The U.S., however, is arguing that the grace period was not intended as a “sunset clause” for NAFTA disputes, but “an orderly way to resolve prior disputes” that were left outstanding after the deal’s expiration.
“The U.S. argues that, had the CUSMA parties wanted to simply extend NAFTA’s investment rules and ISDS procedures for another three years, they would have done so through a boilerplate sunset clause,” the report says.
TC Energy is disputing that interpretation, arguing it hasn’t been floated before and that there is no evidence to suggest that U.S., Canadian and Mexican negotiators envisioned anything other than a sunset clause for resolving disputes.
There is more at stake than just TC Energy’s eye-popping damages claim, the report says: An early dismissal of the suit would mitigate the ongoing cost of the global energy transition, not just for the U.S. but the rest of the planet.
A host of other legacy cases under the USMCA rules are still outstanding, and amount to compensation claims in excess of US$23-billion.
“This is why Canada’s next move, and that of Mexico, is so important,” the report says.
“A win for TC Energy would send a devastating message to countries around the world, most of which cannot afford to finance the transition to clean energy while also paying off the fossil fuel industry.”
Canada has two options to influence the tribunal, the report notes.
One is to work with the U.S. and Mexico on an official, binding interpretation of the rules from the USMCA Free Trade Commission, while the other would be a “non-party submission” directly to the tribunal itself.

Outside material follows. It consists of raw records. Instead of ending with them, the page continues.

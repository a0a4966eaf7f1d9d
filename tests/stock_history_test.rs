mod common;

use axum::http::Method;
use chrono::{Duration, Utc};

use common::{response_json, TestApp};

async fn seed_trail(app: &TestApp) -> (String, String) {
    let acme = app.seed_supplier("Acme").await;
    let globex = app.seed_supplier("Globex").await;
    let widget = app.seed_item(&acme, "Widget", 10, "2").await;
    let gear = app.seed_item(&globex, "Gear", 4, "8").await;
    let widget_id = widget["id"].as_str().unwrap().to_string();
    let gear_id = gear["id"].as_str().unwrap().to_string();

    for (id, delta, reason) in [
        (&widget_id, -2, "SOLD"),
        (&widget_id, 5, "MANUAL_UPDATE"),
        (&gear_id, -1, "SOLD"),
    ] {
        let response = app
            .as_user(
                Method::PATCH,
                &format!("/api/inventory/{id}/quantity?delta={delta}&reason={reason}"),
                None,
            )
            .await;
        assert_eq!(response.status(), 200);
    }
    (acme, widget_id)
}

#[tokio::test]
async fn history_lists_by_item_and_reason() {
    let app = TestApp::new().await;
    let (_, widget_id) = seed_trail(&app).await;

    let response = app.as_user(Method::GET, "/api/stock-history", None).await;
    assert_eq!(response.status(), 200);
    assert_eq!(response_json(response).await.as_array().unwrap().len(), 5);

    let response = app
        .as_user(
            Method::GET,
            &format!("/api/stock-history/item/{widget_id}"),
            None,
        )
        .await;
    let trail = response_json(response).await;
    let reasons: Vec<&str> = trail
        .as_array()
        .unwrap()
        .iter()
        .map(|e| e["reason"].as_str().unwrap())
        .collect();
    assert_eq!(reasons, vec!["MANUAL_UPDATE", "SOLD", "INITIAL_STOCK"]);

    let response = app
        .as_user(Method::GET, "/api/stock-history/reason/sold", None)
        .await;
    assert_eq!(response.status(), 200);
    let sold = response_json(response).await;
    assert_eq!(sold.as_array().unwrap().len(), 2);
    assert!(sold.as_array().unwrap().iter().all(|e| e["change"].as_i64().unwrap() < 0));
}

#[tokio::test]
async fn unknown_reason_is_a_bad_request() {
    let app = TestApp::new().await;

    let response = app
        .as_user(Method::GET, "/api/stock-history/reason/BORROWED", None)
        .await;
    assert_eq!(response.status(), 400);
    assert_eq!(
        response_json(response).await["message"],
        "Unsupported change reason: BORROWED"
    );
}

#[tokio::test]
async fn search_filters_and_pages() {
    let app = TestApp::new().await;
    let (acme, _) = seed_trail(&app).await;

    let response = app
        .as_user(Method::GET, "/api/stock-history/search?itemName=widg&size=2", None)
        .await;
    assert_eq!(response.status(), 200);
    let page = response_json(response).await;
    assert_eq!(page["pagination"]["total"], 3);
    assert_eq!(page["pagination"]["size"], 2);
    assert_eq!(page["data"].as_array().unwrap().len(), 2);

    let response = app
        .as_user(
            Method::GET,
            &format!("/api/stock-history/search?supplierId={acme}&page=1&size=2"),
            None,
        )
        .await;
    let page = response_json(response).await;
    assert_eq!(page["pagination"]["page"], 1);
    let data = page["data"].as_array().unwrap();
    assert_eq!(data.len(), 1);
    assert_eq!(data[0]["reason"], "INITIAL_STOCK");

    let tomorrow = (Utc::now() + Duration::days(1)).format("%Y-%m-%d");
    let response = app
        .as_user(
            Method::GET,
            &format!("/api/stock-history/search?startDate={tomorrow}"),
            None,
        )
        .await;
    let page = response_json(response).await;
    assert_eq!(page["pagination"]["total"], 0);
}

#[tokio::test]
async fn search_rejects_inverted_or_malformed_dates() {
    let app = TestApp::new().await;

    let response = app
        .as_user(
            Method::GET,
            "/api/stock-history/search?startDate=2024-05-02&endDate=2024-05-01",
            None,
        )
        .await;
    assert_eq!(response.status(), 400);

    let response = app
        .as_user(Method::GET, "/api/stock-history/search?startDate=someday", None)
        .await;
    assert_eq!(response.status(), 400);
    assert_eq!(response_json(response).await["error"], "bad_request");
}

“Due to the novelty of the U.S. argument and its fundamental importance to the operation of the CUSMA, a no-show from Canada at this stage of the arbitration would signal to the tribunal that the U.S. position on the legacy provisions is not credible,” the report says.
“It would also demonstrate that the government is more interested in bowing to the interests of the oil patch than in the correct interpretation of treaties.”